### Task objective
Check every line of the material below for the string "runs", and return the ones that have it.

──────── Records for this task

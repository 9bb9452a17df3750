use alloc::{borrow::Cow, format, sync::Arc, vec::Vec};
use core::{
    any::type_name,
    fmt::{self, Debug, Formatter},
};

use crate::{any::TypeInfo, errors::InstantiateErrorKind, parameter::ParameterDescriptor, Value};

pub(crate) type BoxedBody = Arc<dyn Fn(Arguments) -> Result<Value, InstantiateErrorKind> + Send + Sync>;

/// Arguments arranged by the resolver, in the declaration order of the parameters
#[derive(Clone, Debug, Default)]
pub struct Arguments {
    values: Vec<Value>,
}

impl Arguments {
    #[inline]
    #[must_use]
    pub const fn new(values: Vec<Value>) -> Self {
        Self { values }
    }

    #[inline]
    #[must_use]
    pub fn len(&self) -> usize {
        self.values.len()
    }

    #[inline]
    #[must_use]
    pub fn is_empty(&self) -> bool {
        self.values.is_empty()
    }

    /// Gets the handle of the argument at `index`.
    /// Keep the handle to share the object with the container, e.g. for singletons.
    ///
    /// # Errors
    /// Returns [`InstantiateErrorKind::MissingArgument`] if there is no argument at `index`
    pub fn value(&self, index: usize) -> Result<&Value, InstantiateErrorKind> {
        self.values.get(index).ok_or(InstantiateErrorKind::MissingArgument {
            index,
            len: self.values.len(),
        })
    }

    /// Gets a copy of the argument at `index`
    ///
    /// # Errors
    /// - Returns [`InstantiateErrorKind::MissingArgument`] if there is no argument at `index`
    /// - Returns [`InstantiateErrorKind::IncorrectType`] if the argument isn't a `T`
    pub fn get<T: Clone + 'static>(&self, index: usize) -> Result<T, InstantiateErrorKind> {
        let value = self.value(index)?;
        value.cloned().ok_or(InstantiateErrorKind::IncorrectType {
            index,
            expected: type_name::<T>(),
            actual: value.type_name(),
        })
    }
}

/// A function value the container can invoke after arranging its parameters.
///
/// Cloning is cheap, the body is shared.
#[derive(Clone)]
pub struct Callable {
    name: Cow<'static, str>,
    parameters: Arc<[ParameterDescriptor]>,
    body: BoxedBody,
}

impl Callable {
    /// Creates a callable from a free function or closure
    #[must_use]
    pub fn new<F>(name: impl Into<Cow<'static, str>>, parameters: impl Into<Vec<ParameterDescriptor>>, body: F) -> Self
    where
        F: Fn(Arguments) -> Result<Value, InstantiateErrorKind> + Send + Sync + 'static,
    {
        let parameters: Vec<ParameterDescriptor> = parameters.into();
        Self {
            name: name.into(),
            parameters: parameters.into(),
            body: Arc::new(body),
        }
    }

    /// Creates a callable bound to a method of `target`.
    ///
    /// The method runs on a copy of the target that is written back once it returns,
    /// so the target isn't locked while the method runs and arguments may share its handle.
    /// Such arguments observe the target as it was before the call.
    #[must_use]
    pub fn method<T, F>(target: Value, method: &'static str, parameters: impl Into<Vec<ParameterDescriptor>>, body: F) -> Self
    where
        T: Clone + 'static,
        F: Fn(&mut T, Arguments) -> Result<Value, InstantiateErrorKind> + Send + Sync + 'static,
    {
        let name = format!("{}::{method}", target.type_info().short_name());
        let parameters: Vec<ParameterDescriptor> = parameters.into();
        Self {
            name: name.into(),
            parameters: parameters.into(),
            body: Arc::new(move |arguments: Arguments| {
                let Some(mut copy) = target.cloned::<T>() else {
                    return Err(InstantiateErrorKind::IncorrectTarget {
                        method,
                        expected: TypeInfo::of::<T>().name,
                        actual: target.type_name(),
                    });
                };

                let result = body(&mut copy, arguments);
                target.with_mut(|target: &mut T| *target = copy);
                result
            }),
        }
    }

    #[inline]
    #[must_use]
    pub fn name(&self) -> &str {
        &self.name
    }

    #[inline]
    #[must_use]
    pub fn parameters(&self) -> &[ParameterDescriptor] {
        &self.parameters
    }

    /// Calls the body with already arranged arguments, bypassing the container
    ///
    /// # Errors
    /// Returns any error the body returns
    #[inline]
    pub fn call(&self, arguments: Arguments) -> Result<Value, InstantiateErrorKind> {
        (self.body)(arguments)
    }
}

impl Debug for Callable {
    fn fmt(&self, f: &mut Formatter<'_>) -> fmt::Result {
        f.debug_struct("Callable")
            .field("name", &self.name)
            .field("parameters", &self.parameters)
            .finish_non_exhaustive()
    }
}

────────────────

### Problem solution
    /// The method runs on a copy of the target that is written back once it returns,
    /// so the target isn't locked while the method runs and arguments may share its handle.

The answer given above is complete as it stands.